A Macintosh debugging program (DEBUG) written by Bud Tribble, 2 October 1980. Pascal.

M 36.0 MOVE

A block memory move routine, written by Burrell Smith, 15 May 80. Transmits data between Apple II and Macintosh. Used in DEBUG. 6502 assembly language.

M 37.0 MDEBUG

Initiation routine for use with DEBUG. Bud Tribble, 2 October 80. 6502 assembly language.
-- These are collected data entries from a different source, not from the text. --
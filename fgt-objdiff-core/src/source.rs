use std::fs;
use std::path::Path;

use thiserror::Error;

const UTF8_BOM: &str = "\u{feff}";

/// Errors that can occur while acquiring configuration text.
#[derive(Debug, Error)]
pub enum SourceError {
    /// The file could not be read at all.
    #[error("failed to read config file {path}: {source}")]
    Unreadable {
        path: String,
        source: std::io::Error,
    },
}

/// Decode configuration bytes, replacing invalid UTF-8 sequences.
///
/// Device dumps occasionally contain latin-1 comments; they must never abort a run.
pub fn decode_lossy(bytes: &[u8]) -> String {
    let text = String::from_utf8_lossy(bytes);
    match text.strip_prefix(UTF8_BOM) {
        Some(stripped) => stripped.to_string(),
        None => text.into_owned(),
    }
}

/// Read a configuration file and decode it permissively.
pub fn load_file(path: &Path) -> Result<String, SourceError> {
    let bytes = fs::read(path).map_err(|source| SourceError::Unreadable {
        path: path.display().to_string(),
        source,
    })?;
    Ok(decode_lossy(&bytes))
}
M 38.5 SPECIFICATIONS OF HUMAN FACTORS TESTING MODEL FOR THE MACINTOSH EDITOR

Details cursor-positioning mechanisms for use in the Editor, in the form of a specification from which a program could be developed for testing the mechanisms.

M 39.0 PROJECT REPORT - 14 MAY 1980

Hardware, software, and other progress reports and ideas.

M 40.0 STATUS OF MACINTOSH HARDWARE - 4 APRIL 1980

Summary of Burrell Smith's hardware plans and designs.

M 41.2 THE FLAVOR OF THE MACINTOSH APPLE - AN INTERIM REPORT - 10 APRIL 80

Current concepts of what the Macintosh computer is.

M 42A.0 A POINTING BASED COMPUTER SYSTEM FOR NAIVE USERS

M 42B.0

Design for a compact operating system for drawing, text-editing, file manipulating, calculating, and programming.

M 44.0 SIX-MONTH PLAN FOR MACINTOSH - 16 September 1980

Summary of current Macintosh concepts and goals.